The society awards honorary life memberships to individuals who have contributed significantly to their chosen field of human endeavour. The presentation of honorary life membership also affords the recipient with an opportunity to address the assembled members of the society.

Recipients of honorary life memberships have included actors Patrick J. Adams, Sir Christopher Lee, Martin Sheen, John C. McGinley, Dirk Benedict, Jeremy Irons, and the late David Kelly and Leslie Nielsen, comedians Colin Murphy, Dan Antopolski and Bill Bailey, authors Tucker Max, Jung Chang and Noam Chomsky, political figures Ken Livingstone and Bill Clinton, sportspeople Cristiano Ronaldo, Pauleta, Jimmy White, Brian O’Driscoll and Paul O’Connell, dancer Michael Flatley, supermodel Erin O’Connor and Nobel laureate Seamus Heaney.

Free speech

Controversies
The society is committed to maintaining a strong policy of free speech, a policy which it has, on occasion, found difficult to maintain. In 2008, the radical French politician Jean-Marie Le Pen was invited to address the society concerning the federalisation of the European Union. This event was essentially struck down by university authorities after it denounced the move in response to queries from the national media. Many other debates have seen significant protests from left-wing student movements. Their policy of "no TDs on campus" due to perceived government support of university tuition fees has often conflicted with invitations to Fianna Fáil TDs on unrelated debate motions. Protests occurred in 2008 when government minister Éamon Ryan arrived to address the society. and again in 2009 when Bertie Ahern chaired a debate.

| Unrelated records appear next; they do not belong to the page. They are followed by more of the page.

//! Channel lifecycle without a server.
//!
//! Demonstrates:
//! - Subscribing before the socket is open (frames are queued)
//! - Delivery to several listeners, one of which panics
//! - Idle heartbeats
//! - Reconnection on the next subscribe after a close
//!
//! Usage:
//!   cargo run --example offline_channel
//!   cargo run --example offline_channel -- --debug

mod common;

// ============================================================================
// Imports
// ============================================================================

use std::time::Duration;

use common::Args;
use mercury_client::{MemoryConnector, NotificationClient, Result};

// ============================================================================
// Constants
// ============================================================================

const NEW_MAIL: &str = r#"{"type":"NewMailAvailable"}"#;

// ============================================================================
// Main
// ============================================================================

#[tokio::main]
async fn main() {
    let args = Args::parse();
    common::init_logging(args.debug);

    if let Err(e) = run().await {
        eprintln!("\n[ERROR] {e}");
        std::process::exit(1);
    }
}

async fn run() -> Result<()> {
    println!("=== Offline Channel ===\n");

    let connector = MemoryConnector::new();
    let remote = connector.remote();

    let client = NotificationClient::builder()
        .connector(connector)
        .heartbeat_interval(Duration::from_millis(200))
        .build()?;

    // ========================================================================
    // Subscribe while connecting
    // ========================================================================

    println!("[1] Subscribing before the socket opens...");
    let first = client.on_new_mail(|| println!("        listener A: new mail"));
    client.on_new_mail(|| panic!("listener B always fails"));
    client.on_new_mail(|| println!("        listener C: new mail"));
    println!("        sent so far: {:?}", remote.sent());

    remote.open();
    settle().await;
    println!("        sent after open: {:?}\n", remote.sent());

    // ========================================================================
    // Delivery
    // ========================================================================

    println!("[2] Server pushes NewMailAvailable...");
    remote.deliver(NEW_MAIL);
    settle().await;
    println!();

    println!("[3] Unsubscribing listener A...");
    client.unsubscribe(first);
    remote.deliver(NEW_MAIL);
    settle().await;
    println!();

    // ========================================================================
    // Heartbeat
    // ========================================================================

    println!("[4] Staying idle for 500ms...");
    tokio::time::sleep(Duration::from_millis(500)).await;
    println!("        sent: {:?}\n", remote.sent());

    // ========================================================================
    // Reconnect
    // ========================================================================

    println!("[5] Server closes; next subscribe dials again...");
    remote.close(Some("server restart"));
    settle().await;
    client.on_new_mail(|| println!("        listener D: new mail"));
    remote.open();
    settle().await;
    println!(
        "        connections: {}, sent on new link: {:?}",
        remote.connection_count(),
        remote.sent()
    );

    client.close();
    println!("\n=== Done ===");
    Ok(())
}

async fn settle() {
    tokio::time::sleep(Duration::from_millis(10)).await;
}
//! Transport layer.
//!
//! This module defines the seam between a [`Channel`](crate::channel::Channel)
//! and the socket it owns.
//!
//! # Architecture
//!
//! ```text
//! ┌─────────────────┐   send(frame) / close()    ┌─────────────────┐
//! │                 │───────────────────────────►│                 │
//! │     Channel     │                            │    Transport    │◄──► Mercury
//! │   (pump task)   │◄───────────────────────────│  (socket task)  │     server
//! └─────────────────┘   TransportEvent stream    └─────────────────┘
//! ```
//!
//! # Connection Lifecycle
//!
//! 1. [`Connector::connect`] returns a [`Transport`] immediately
//! 2. Dialing happens in the background
//! 3. [`TransportEvent::Open`] once the socket is usable
//! 4. [`TransportEvent::Message`] for every inbound text frame
//! 5. [`TransportEvent::Close`] or [`TransportEvent::Error`], then nothing
//!
//! # Modules
//!
//! | Module | Description |
//! |--------|-------------|
//! | `connection` | WebSocket connector and event loop |
//! | `memory` | In-memory loopback connector |

// ============================================================================
// Imports
// ============================================================================

use tokio::sync::mpsc;

use crate::error::Result;

// ============================================================================
// Submodules
// ============================================================================

/// WebSocket connector and event loop.
pub mod connection;

/// In-memory loopback connector.
pub mod memory;

// ============================================================================
// Re-exports
// ============================================================================

pub use connection::WsConnector;
pub use memory::{MemoryConnector, MemoryRemote};

// ============================================================================
// Types
// ============================================================================

/// Lifecycle and data notifications from a transport.
#[derive(Debug, Clone, PartialEq, Eq)]
pub enum TransportEvent {
    /// Socket is connected and writable.
    Open,
    /// Inbound text frame.
    Message(String),
    /// Socket closed, gracefully or not.
    Close(Option<String>),
    /// Socket-level failure.
    Error(String),
}

/// Sending half handed to a [`Connector`].
pub type EventSender = mpsc::UnboundedSender<TransportEvent>;

/// Receiving half consumed by the channel's pump task.
pub type EventReceiver = mpsc::UnboundedReceiver<TransportEvent>;

// ============================================================================
// Traits
// ============================================================================

/// Write side of an established (or establishing) socket.
///
/// Both methods are non-blocking.
pub trait Transport: Send + Sync {
    /// Queues a text frame for writing.
    ///
    /// # Errors
    ///
    /// Returns [`crate::Error::ConnectionClosed`] if the socket is gone.
    fn send(&self, frame: String) -> Result<()>;

    /// Requests the socket to close.
    fn close(&self);
}

/// Factory that dials a new transport.
pub trait Connector: Send + Sync {
    /// Starts dialing and returns the transport handle at once.
    ///
    /// Lifecycle is reported through `events`.
    fn connect(&self, events: EventSender) -> Box<dyn Transport>;
}
//! Listener registry.
//!
//! Maps [`ListenerId`] handles to callbacks and fans topic events out to
//! them. Handles come from a counter owned by the registry, so ordering by
//! handle is registration order.
//!
//! # Dispatch
//!
//! Dispatch snapshots the matching callbacks, releases the lock, then calls
//! each one. Callbacks may therefore register or unregister listeners
//! (including themselves) without deadlocking; such changes apply from the
//! next dispatch on. A panicking callback is caught and logged and the
//! remaining callbacks still run.

// ============================================================================
// Imports
// ============================================================================

use std::any::Any;
use std::collections::BTreeMap;
use std::panic::{AssertUnwindSafe, catch_unwind};
use std::sync::Arc;

use parking_lot::Mutex;
use tracing::{trace, warn};

use crate::identifiers::{ListenerId, Topic};

// ============================================================================
// Types
// ============================================================================

/// Zero-argument notification callback.
pub type Listener = Arc<dyn Fn() + Send + Sync>;

/// One registration.
struct Entry {
    topic: Topic,
    listener: Listener,
}

/// Lock-protected registry state.
#[derive(Default)]
struct Entries {
    /// Last issued handle value.
    last_id: u64,
    /// Registrations keyed by handle (ordered = registration order).
    by_id: BTreeMap<ListenerId, Entry>,
}

// ============================================================================
// DispatchReport
// ============================================================================

/// Outcome of one dispatch.
#[derive(Debug, Clone, Copy, Default, PartialEq, Eq)]
pub struct DispatchReport {
    /// Callbacks that returned normally.
    pub delivered: usize,
    /// Callbacks that panicked.
    pub panicked: usize,
}

// ============================================================================
// ListenerRegistry
// ============================================================================

/// Topic-keyed callback registry with multi-subscriber fan-out.
#[derive(Default)]
pub struct ListenerRegistry {
    entries: Mutex<Entries>,
}

impl ListenerRegistry {
    /// Creates an empty registry.
    #[inline]
    #[must_use]
    pub fn new() -> Self {
        Self::default()
    }

    /// Registers a callback and returns its handle.
    pub fn register(&self, topic: Topic, listener: Listener) -> ListenerId {
        let mut entries = self.entries.lock();
        entries.last_id += 1;
        let id = ListenerId::new(entries.last_id);
        entries.by_id.insert(id, Entry { topic, listener });

        trace!(listener_id = %id, %topic, "Listener registered");
        id
    }

    /// Issues a handle without registering anything under it.
    pub fn reserve(&self) -> ListenerId {
        let mut entries = self.entries.lock();
        entries.last_id += 1;
        ListenerId::new(entries.last_id)
    }

    /// Removes a callback. Unknown handles are ignored.
    ///
    /// Returns `true` if something was removed.
    pub fn unregister(&self, id: ListenerId) -> bool {
        let removed = self.entries.lock().by_id.remove(&id).is_some();
        if removed {
            trace!(listener_id = %id, "Listener removed");
        }
        removed
    }

    /// Returns the total number of registrations.
    #[inline]
    #[must_use]
    pub fn len(&self) -> usize {
        self.entries.lock().by_id.len()
    }

    /// Returns `true` if nothing is registered.
    #[inline]
    #[must_use]
    pub fn is_empty(&self) -> bool {
        self.entries.lock().by_id.is_empty()
    }

    /// Returns the number of registrations for `topic`.
    #[must_use]
    pub fn count(&self, topic: Topic) -> usize {
        self.entries
            .lock()
            .by_id
            .values()
            .filter(|entry| entry.topic == topic)
            .count()
    }

    /// Invokes every callback registered for `topic`, in registration order.
    pub fn dispatch(&self, topic: Topic) -> DispatchReport {
        let snapshot: Vec<(ListenerId, Listener)> = {
            let entries = self.entries.lock();
            entries
                .by_id
                .iter()
                .filter(|(_, entry)| entry.topic == topic)
                .map(|(id, entry)| (*id, Arc::clone(&entry.listener)))
                .collect()
        };

        let mut report = DispatchReport::default();

        for (id, listener) in snapshot {
            match catch_unwind(AssertUnwindSafe(|| listener())) {
                Ok(()) => report.delivered += 1,
                Err(payload) => {
                    report.panicked += 1;
                    warn!(
                        listener_id = %id,
                        %topic,
                        panic = panic_message(payload.as_ref()),
                        "Listener panicked"
                    );
                }
            }
        }

        trace!(%topic, delivered = report.delivered, panicked = report.panicked, "Dispatched");
        report
    }
}

/// Extracts a printable message from a panic payload.
fn panic_message(payload: &(dyn Any + Send)) -> &str {
    if let Some(message) = payload.downcast_ref::<&'static str>() {
        message
    } else if let Some(message) = payload.downcast_ref::<String>() {
        message.as_str()
    } else {
        "<non-string panic>"
    }
}

// ============================================================================
// Tests
// ============================================================================
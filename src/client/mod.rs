//! Notification client module.
//!
//! This module provides the entry point used by UI code: it owns at most one
//! live [`Channel`](crate::channel::Channel) and transparently dials a new
//! one when the previous one has closed.
//!
//! # Components
//!
//! | Type | Description |
//! |------|-------------|
//! | [`NotificationClient`] | Subscribe/unsubscribe facade with lazy (re)connection |
//! | [`ClientBuilder`] | Fluent configuration builder |
//! | [`Subscription`] | Handle returned by `subscribe` |
//!
//! # Example
//!
//! ```no_run
//! use mercury_client::{NotificationClient, Result};
//!
//! # async fn example() -> Result<()> {
//! let client = NotificationClient::builder()
//!     .origin("http://localhost:8080")
//!     .build()?;
//!
//! let subscription = client.on_new_mail(|| println!("new mail"));
//! // ...
//! client.unsubscribe(subscription);
//! # Ok(())
//! # }
//! ```

// ============================================================================
// Submodules
// ============================================================================

/// Fluent builder pattern for client configuration.
pub mod builder;

/// Core client implementation.
pub mod core;

// ============================================================================
// Re-exports
// ============================================================================

pub use self::core::{NotificationClient, Subscription};
pub use builder::{ClientBuilder, LISTEN_PATH};
//! Mail list API.
//!
//! The server pages its list newest first. `GET /api/mail?max=N&after=ID`
//! returns up to `N` items with an id strictly below `ID` (the parameter
//! name is the server's); without `after` it returns the newest page.

// ============================================================================
// Imports
// ============================================================================

use async_trait::async_trait;
use tracing::{debug, trace};
use url::Url;

use crate::error::{Error, Result};
use crate::identifiers::MailId;

use super::item::MailListItem;

// ============================================================================
// Constants
// ============================================================================

/// Page size the server uses when none is given.
pub const DEFAULT_PAGE_SIZE: usize = 32;

// ============================================================================
// MailFetcher
// ============================================================================

/// Source of mail list pages.
#[async_trait]
pub trait MailFetcher: Send + Sync {
    /// Fetches up to `max` items older than `before` (or the newest items
    /// when `None`), newest first.
    async fn fetch_page(&self, before: Option<MailId>, max: usize) -> Result<Vec<MailListItem>>;
}

// ============================================================================
// HttpMailFetcher
// ============================================================================

/// [`MailFetcher`] backed by the Mercury HTTP API.
#[derive(Debug, Clone)]
pub struct HttpMailFetcher {
    /// Server origin without trailing slashes.
    origin: String,
    /// Shared HTTP client.
    client: reqwest::Client,
}

impl HttpMailFetcher {
    /// Creates a fetcher for the given HTTP origin.
    ///
    /// # Errors
    ///
    /// - [`Error::Url`] if the origin does not parse
    /// - [`Error::Config`] if the scheme is not `http` or `https`
    pub fn new(origin: impl Into<String>) -> Result<Self> {
        Self::with_client(origin, reqwest::Client::new())
    }

    /// Creates a fetcher that reuses an existing HTTP client.
    ///
    /// # Errors
    ///
    /// Same as [`HttpMailFetcher::new`].
    pub fn with_client(origin: impl Into<String>, client: reqwest::Client) -> Result<Self> {
        let mut origin = origin.into();
        while origin.ends_with('/') {
            origin.pop();
        }

        let parsed = Url::parse(&origin)?;
        if !matches!(parsed.scheme(), "http" | "https") {
            return Err(Error::config(format!(
                "Unsupported origin scheme '{}'. Expected http or https.",
                parsed.scheme()
            )));
        }

        Ok(Self { origin, client })
    }

    /// Returns the origin without trailing slashes.
    #[inline]
    #[must_use]
    pub fn origin(&self) -> &str {
        &self.origin
    }

    /// Joins `path` onto the origin.
    #[must_use]
    pub fn url(&self, path: &str) -> String {
        if path.starts_with('/') {
            format!("{}{path}", self.origin)
        } else {
            format!("{}/{path}", self.origin)
        }
    }

    /// Returns the list URL for one page.
    #[must_use]
    pub fn list_url(&self, before: Option<MailId>, max: usize) -> String {
        match before {
            Some(id) => self.url(&format!("/api/mail?max={max}&after={id}")),
            None => self.url(&format!("/api/mail?max={max}")),
        }
    }

    /// Returns the download URL of the raw message.
    #[must_use]
    pub fn raw_mail_url(&self, id: MailId) -> String {
        self.url(&format!("/api/mail/{id}/raw"))
    }
}

#[async_trait]
impl MailFetcher for HttpMailFetcher {
    async fn fetch_page(&self, before: Option<MailId>, max: usize) -> Result<Vec<MailListItem>> {
        let url = self.list_url(before, max);
        trace!(%url, "Fetching mail page");

        let response = self.client.get(&url).send().await?;

        let status = response.status();
        if !status.is_success() {
            let message = response.text().await.unwrap_or_default();
            return Err(Error::fetch(status.as_u16(), message));
        }

        let items: Vec<MailListItem> = response.json().await?;
        debug!(count = items.len(), ?before, "Fetched mail page");
        Ok(items)
    }
}

// ============================================================================
// Tests
// ============================================================================

#[cfg(test)]
mod tests {
    use super::*;

    use tokio::io::{AsyncReadExt, AsyncWriteExt};
    use tokio::net::TcpListener;
    use tokio::task::JoinHandle;
    use tokio_test::{assert_err, assert_ok};

    /// Serves one canned HTTP response and returns the request line.
    async fn serve_once(status: &'static str, body: &'static str) -> (String, JoinHandle<String>) {
        let listener = TcpListener::bind("127.0.0.1:0").await.expect("bind");
        let origin = format!("http://{}", listener.local_addr().expect("addr"));

        let handle = tokio::spawn(async move {
            let (mut stream, _) = listener.accept().await.expect("accept");
            let mut request = Vec::new();
            let mut buf = [0u8; 1024];
            while !request.windows(4).any(|w| w == b"\r\n\r\n") {
                let n = stream.read(&mut buf).await.expect("read");
                if n == 0 {
                    break;
                }
                request.extend_from_slice(&buf[..n]);
            }

            let response = format!(
                "HTTP/1.1 {status}\r\nContent-Type: application/json\r\n\
                 Content-Length: {}\r\nConnection: close\r\n\r\n{body}",
                body.len()
            );
            stream.write_all(response.as_bytes()).await.expect("write");
            stream.shutdown().await.ok();

            String::from_utf8_lossy(&request)
                .lines()
                .next()
                .unwrap_or_default()
                .to_string()
        });

        (origin, handle)
    }

    #[test]
    fn test_origin_trailing_slashes_are_stripped() {
        let fetcher = HttpMailFetcher::new("http://localhost:8080///").expect("fetcher");
        assert_eq!(fetcher.origin(), "http://localhost:8080");
        assert_eq!(fetcher.url("api/mail"), "http://localhost:8080/api/mail");
        assert_eq!(fetcher.url("/api/mail"), "http://localhost:8080/api/mail");
    }

    #[test]
    fn test_list_and_raw_urls() {
        let fetcher = HttpMailFetcher::new("https://mail.example.com").expect("fetcher");
        assert_eq!(
            fetcher.list_url(None, DEFAULT_PAGE_SIZE),
            "https://mail.example.com/api/mail?max=32"
        );
        assert_eq!(
            fetcher.list_url(Some(MailId::new(40)), 10),
            "https://mail.example.com/api/mail?max=10&after=40"
        );
        assert_eq!(
            fetcher.raw_mail_url(MailId::new(7)),
            "https://mail.example.com/api/mail/7/raw"
        );
    }

    #[test]
    fn test_rejects_non_http_origin() {
        assert!(matches!(
            HttpMailFetcher::new("ws://localhost:8080"),
            Err(Error::Config { .. })
        ));
        assert!(matches!(
            HttpMailFetcher::new("not an origin"),
            Err(Error::Url(_))
        ));
    }

    #[tokio::test]
    async fn test_fetch_page_parses_items() {
        let (origin, server) =
            serve_once("200 OK", r#"[{"id":5,"to":[]},{"id":4,"to":[]}]"#).await;
        let fetcher = HttpMailFetcher::new(origin).expect("fetcher");

        let items = assert_ok!(fetcher.fetch_page(Some(MailId::new(6)), 2).await);

        assert_eq!(
            items.iter().map(|item| item.id).collect::<Vec<_>>(),
            vec![MailId::new(5), MailId::new(4)]
        );
        let request_line = server.await.expect("server");
        assert_eq!(request_line, "GET /api/mail?max=2&after=6 HTTP/1.1");
    }

    #[tokio::test]
    async fn test_fetch_page_maps_error_status() {
        let (origin, _server) =
            serve_once("500 Internal Server Error", "error occurred while fetching list").await;
        let fetcher = HttpMailFetcher::new(origin).expect("fetcher");

        let err = assert_err!(fetcher.fetch_page(None, 32).await);

        match err {
            Error::Fetch { status, message } => {
                assert_eq!(status, 500);
                assert_eq!(message, "error occurred while fetching list");
            }
            other => panic!("unexpected error: {other:?}"),
        }
        assert!(Error::fetch(500, "x").is_recoverable());
    }
}
// ============================================================================
// Tests
// ============================================================================

#[cfg(test)]
mod tests {
    use super::*;

    use std::sync::atomic::{AtomicUsize, Ordering};
    use std::time::Duration;

    use tokio::time::sleep;

    use crate::transport::{MemoryConnector, MemoryRemote};

    const SUBSCRIBE: &str = r#"{"type":"ListenForNewMail"}"#;
    const HEARTBEAT: &str = r#"{"type":"Heartbeat"}"#;
    const NEW_MAIL: &str = r#"{"type":"NewMailAvailable"}"#;

    /// Lets the pump task process injected events.
    async fn settle() {
        sleep(Duration::from_millis(1)).await;
    }

    fn open_channel() -> (Channel, MemoryRemote) {
        let connector = MemoryConnector::new();
        let remote = connector.remote();
        let channel = Channel::open(&connector, &ChannelOptions::default()).expect("open");
        (channel, remote)
    }

    fn counter() -> (Arc<AtomicUsize>, impl Fn() + Send + Sync + 'static) {
        let count = Arc::new(AtomicUsize::new(0));
        let inner = Arc::clone(&count);
        (count, move || {
            inner.fetch_add(1, Ordering::SeqCst);
        })
    }

    fn heartbeats(remote: &MemoryRemote) -> usize {
        remote.sent().iter().filter(|f| *f == HEARTBEAT).count()
    }

    #[tokio::test(start_paused = true)]
    async fn test_sends_queue_until_open() {
        let (channel, remote) = open_channel();
        assert_eq!(channel.state(), ChannelState::Connecting);

        channel.subscribe(Topic::NewMail, || {});
        assert_eq!(channel.queued_len(), 1);
        assert!(remote.sent().is_empty());

        remote.open();
        settle().await;

        assert!(channel.is_ready());
        assert_eq!(channel.queued_len(), 0);
        assert_eq!(remote.sent(), vec![SUBSCRIBE]);
    }

    #[tokio::test(start_paused = true)]
    async fn test_single_subscribe_frame_per_topic() {
        let (channel, remote) = open_channel();

        channel.subscribe(Topic::NewMail, || {});
        channel.subscribe(Topic::NewMail, || {});
        remote.open();
        settle().await;
        channel.subscribe(Topic::NewMail, || {});

        assert_eq!(channel.listener_count(), 3);
        assert_eq!(remote.sent(), vec![SUBSCRIBE]);
    }

    #[tokio::test(start_paused = true)]
    async fn test_subscribe_when_ready_sends_immediately() {
        let (channel, remote) = open_channel();
        remote.open();
        settle().await;

        channel.subscribe(Topic::NewMail, || {});
        assert_eq!(remote.sent(), vec![SUBSCRIBE]);
    }

    #[tokio::test(start_paused = true)]
    async fn test_last_unsubscribe_keeps_server_subscription() {
        let (channel, remote) = open_channel();
        remote.open();
        settle().await;

        let id = channel.subscribe(Topic::NewMail, || {});
        assert!(channel.unsubscribe(id));
        channel.subscribe(Topic::NewMail, || {});

        assert_eq!(remote.sent(), vec![SUBSCRIBE]);
    }

    #[tokio::test(start_paused = true)]
    async fn test_fan_out_to_all_listeners() {
        let (channel, remote) = open_channel();
        let (first, first_cb) = counter();
        let (second, second_cb) = counter();
        channel.subscribe(Topic::NewMail, first_cb);
        channel.subscribe(Topic::NewMail, second_cb);

        remote.open();
        remote.deliver(NEW_MAIL);
        settle().await;

        assert_eq!(first.load(Ordering::SeqCst), 1);
        assert_eq!(second.load(Ordering::SeqCst), 1);
    }

    #[tokio::test(start_paused = true)]
    async fn test_dispatch_order_and_removal() {
        let (channel, remote) = open_channel();
        let log = Arc::new(Mutex::new(Vec::new()));

        let make = |name: &'static str| {
            let log = Arc::clone(&log);
            move || log.lock().push(name)
        };
        channel.subscribe(Topic::NewMail, make("a"));
        let removed = channel.subscribe(Topic::NewMail, make("b"));
        channel.subscribe(Topic::NewMail, make("c"));
        channel.unsubscribe(removed);

        remote.open();
        remote.deliver(NEW_MAIL);
        settle().await;

        assert_eq!(*log.lock(), vec!["a", "c"]);
    }

    #[tokio::test(start_paused = true)]
    async fn test_unknown_frames_are_tolerated() {
        let (channel, remote) = open_channel();
        let (count, callback) = counter();
        channel.subscribe(Topic::NewMail, callback);

        remote.open();
        remote.deliver(r#"{"type":"SomethingElse"}"#);
        remote.deliver(r#"{"kind":"NewMailAvailable"}"#);
        remote.deliver("garbage");
        settle().await;

        assert!(channel.is_ready());
        assert_eq!(count.load(Ordering::SeqCst), 0);

        remote.deliver(NEW_MAIL);
        settle().await;
        assert_eq!(count.load(Ordering::SeqCst), 1);
    }

    #[tokio::test(start_paused = true)]
    async fn test_panicking_listener_does_not_close_channel() {
        let (channel, remote) = open_channel();
        let (count, callback) = counter();
        channel.subscribe(Topic::NewMail, || panic!("listener failure"));
        channel.subscribe(Topic::NewMail, callback);

        remote.open();
        remote.deliver(NEW_MAIL);
        settle().await;

        assert!(channel.is_ready());
        assert_eq!(count.load(Ordering::SeqCst), 1);
    }

    #[tokio::test(start_paused = true)]
    async fn test_heartbeat_after_idle_period() {
        let (channel, remote) = open_channel();
        channel.subscribe(Topic::NewMail, || {});
        remote.open();
        settle().await;

        sleep(Duration::from_secs(29)).await;
        assert_eq!(heartbeats(&remote), 0);

        sleep(Duration::from_secs(2)).await;
        assert_eq!(heartbeats(&remote), 1);

        sleep(Duration::from_secs(28)).await;
        assert_eq!(heartbeats(&remote), 1);
        assert_eq!(remote.sent(), vec![SUBSCRIBE, HEARTBEAT]);
    }

    #[tokio::test(start_paused = true)]
    async fn test_outbound_send_resets_idle_window() {
        let (channel, remote) = open_channel();
        remote.open();
        settle().await;

        sleep(Duration::from_secs(20)).await;
        channel.subscribe(Topic::NewMail, || {});

        sleep(Duration::from_secs(20)).await;
        assert_eq!(heartbeats(&remote), 0);

        sleep(Duration::from_secs(11)).await;
        assert_eq!(heartbeats(&remote), 1);
    }

    #[tokio::test(start_paused = true)]
    async fn test_inbound_frame_resets_idle_window() {
        let (_channel, remote) = open_channel();
        remote.open();
        settle().await;

        sleep(Duration::from_secs(20)).await;
        remote.deliver(NEW_MAIL);
        settle().await;

        sleep(Duration::from_secs(20)).await;
        assert_eq!(heartbeats(&remote), 0);

        sleep(Duration::from_secs(11)).await;
        assert_eq!(heartbeats(&remote), 1);
    }

    #[tokio::test(start_paused = true)]
    async fn test_close_stops_heartbeat_and_sends() {
        let (channel, remote) = open_channel();
        let (count, callback) = counter();
        channel.subscribe(Topic::NewMail, callback);
        remote.open();
        settle().await;
        assert!(channel.heartbeat_running());

        remote.close(Some("server restart"));
        settle().await;

        assert_eq!(channel.state(), ChannelState::Closed);
        assert!(!channel.heartbeat_running());

        sleep(Duration::from_secs(120)).await;
        assert_eq!(remote.sent(), vec![SUBSCRIBE]);

        // Frames after close are neither sent nor queued
        channel.subscribe(Topic::NewMail, || {});
        assert_eq!(channel.queued_len(), 0);
        assert_eq!(count.load(Ordering::SeqCst), 0);
    }

    #[tokio::test(start_paused = true)]
    async fn test_error_before_open_abandons_queue() {
        let (channel, remote) = open_channel();
        channel.subscribe(Topic::NewMail, || {});
        assert_eq!(channel.queued_len(), 1);

        remote.fail("connection refused");
        settle().await;

        assert!(!channel.is_open());
        assert_eq!(channel.queued_len(), 0);

        // A late open must not revive the channel
        remote.open();
        settle().await;
        assert!(remote.sent().is_empty());
    }

    #[tokio::test(start_paused = true)]
    async fn test_local_close_closes_transport() {
        let (channel, remote) = open_channel();
        remote.open();
        settle().await;

        channel.close();

        assert!(remote.closed_by_client());
        assert_eq!(channel.state(), ChannelState::Closed);
        channel.close();
    }

    #[tokio::test(start_paused = true)]
    async fn test_frames_before_open_are_ignored() {
        let (channel, remote) = open_channel();
        let (count, callback) = counter();
        channel.subscribe(Topic::NewMail, callback);

        remote.deliver(NEW_MAIL);
        settle().await;

        assert_eq!(count.load(Ordering::SeqCst), 0);
        assert_eq!(channel.state(), ChannelState::Connecting);
    }

    #[tokio::test(start_paused = true)]
    async fn test_open_rejects_zero_heartbeat() {
        let connector = MemoryConnector::new();
        let remote = connector.remote();
        let options = ChannelOptions::default().with_heartbeat_interval(Duration::ZERO);

        let err = Channel::open(&connector, &options).expect_err("zero heartbeat");

        assert!(matches!(err, Error::Config { .. }));
        assert_eq!(remote.connection_count(), 0);
    }

    #[tokio::test(start_paused = true)]
    async fn test_subscribe_on_closed_channel_registers_nothing() {
        let (channel, remote) = open_channel();
        remote.close(None);
        settle().await;

        let first = channel.subscribe(Topic::NewMail, || {});
        let second = channel.subscribe(Topic::NewMail, || {});

        assert_ne!(first, second);
        assert_eq!(channel.listener_count(), 0);
        assert!(!channel.unsubscribe(first));
    }

    #[tokio::test(start_paused = true)]
    async fn test_closed_resolves_on_teardown() {
        let (channel, remote) = open_channel();
        remote.open();
        settle().await;

        let waiter = tokio::spawn({
            let channel = channel.clone();
            async move { channel.closed().await }
        });
        settle().await;
        assert!(!waiter.is_finished());

        remote.close(Some("server restart"));
        settle().await;
        assert!(waiter.is_finished());

        // Already closed: resolves at once
        channel.closed().await;
    }

    #[test]
    fn test_state_display() {
        assert_eq!(ChannelState::Connecting.to_string(), "connecting");
        assert_eq!(ChannelState::Ready.to_string(), "ready");
        assert_eq!(ChannelState::Closed.to_string(), "closed");
    }
}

In November 2015, Robert O'Neill, the soldier who shot Osama Bin Laden, was invited to address the society. The event attracted controversy, and during the week of the event posters and online advertising of the event disappeared without explanation. The morning of the address however, posters appeared promising a 'mystery guest' and depicting the silhouette of a navy seal. Robert O'Neill duly gave his address to a large audience.

Moot court competitions

Cecil Lavery Moot Court Competition
The Cecil Lavery is a moot court competition named after one of the society's former auditors, a former Attorney General and Supreme Court Judge. It was initiated in 2005 and has continued as the principal moot court competition in UCD, with the winners going forward to represent UCD in the Holland & Knight National Moot Court Competition. The competition is organised in a knockout format, with written submissions and oral hearings adjudicated upon. A grand final is held in the UCD Sutherland School of Law in February each year with senior members of the Irish judiciary invited to adjudicate. The chair was traditionally held by the Hon. Mr Justice Lavan, a former auditor of the society. For many years prior to his death, he served as senior judge of the High Court.

Thomas A. Finlay Moot Court Intervarsity
The Thomas A. Finlay Moot Court Intervarsity is an international moot court competition named after the former Irish Chief Justice, Thomas A. Finlay. Founded in 2009, it has attracted teams from across the British Isles and beyond.

Competitive debating

The Law Society's record in competitive debating includes a number of wins in international debating competitions and victory in The Irish Times and Mace debating competitions as well as international and national intervarsities. The society has sent delegates to the World Universities Debating Championship annually and the European Universities Debating Championship, including reaching the quarter finals in both competitions. In 1987 and 2006, UCD hosted the World Universities Debating Championship.

Schools' debating
The society also promotes and organises competitive debating in schools across Ireland through the Law Society Schools' Mace and the Junior Schools Debating Competition which reaches secondary schools throughout the country.

History

Legal and Economic Society
The society was founded in 1911 as the Legal & Economic Society. The professor and politician, J.G. Swift McNeill, gave the inaugural address. Early committee members included Thomas Kettle, Conor Maguire, Thomas Arkins and Arthur Cox. The society ran a number of small legal debates in its early years and struggled to maintain its activity during the War of Independence and Civil War.

Legal Society
The society was renamed the Legal Society in 1924 and had a brief resurgence of activity under the auditorship of J.C. Flood. In 1926 however, the society ran into trouble once again.

Law Society
In 1935, the society was reconstituted as the Law Society, tasked with organising legal debates and representing legal students. Early auditors and members included Thomas Finlay and T.F. O'Higgins. In 1946, the son of Conor Maguire, Peter D. Maguire, became auditor, addressing the society on the importance of peace through the United Nations. The Taoiseach, Éamon de Valera, attended.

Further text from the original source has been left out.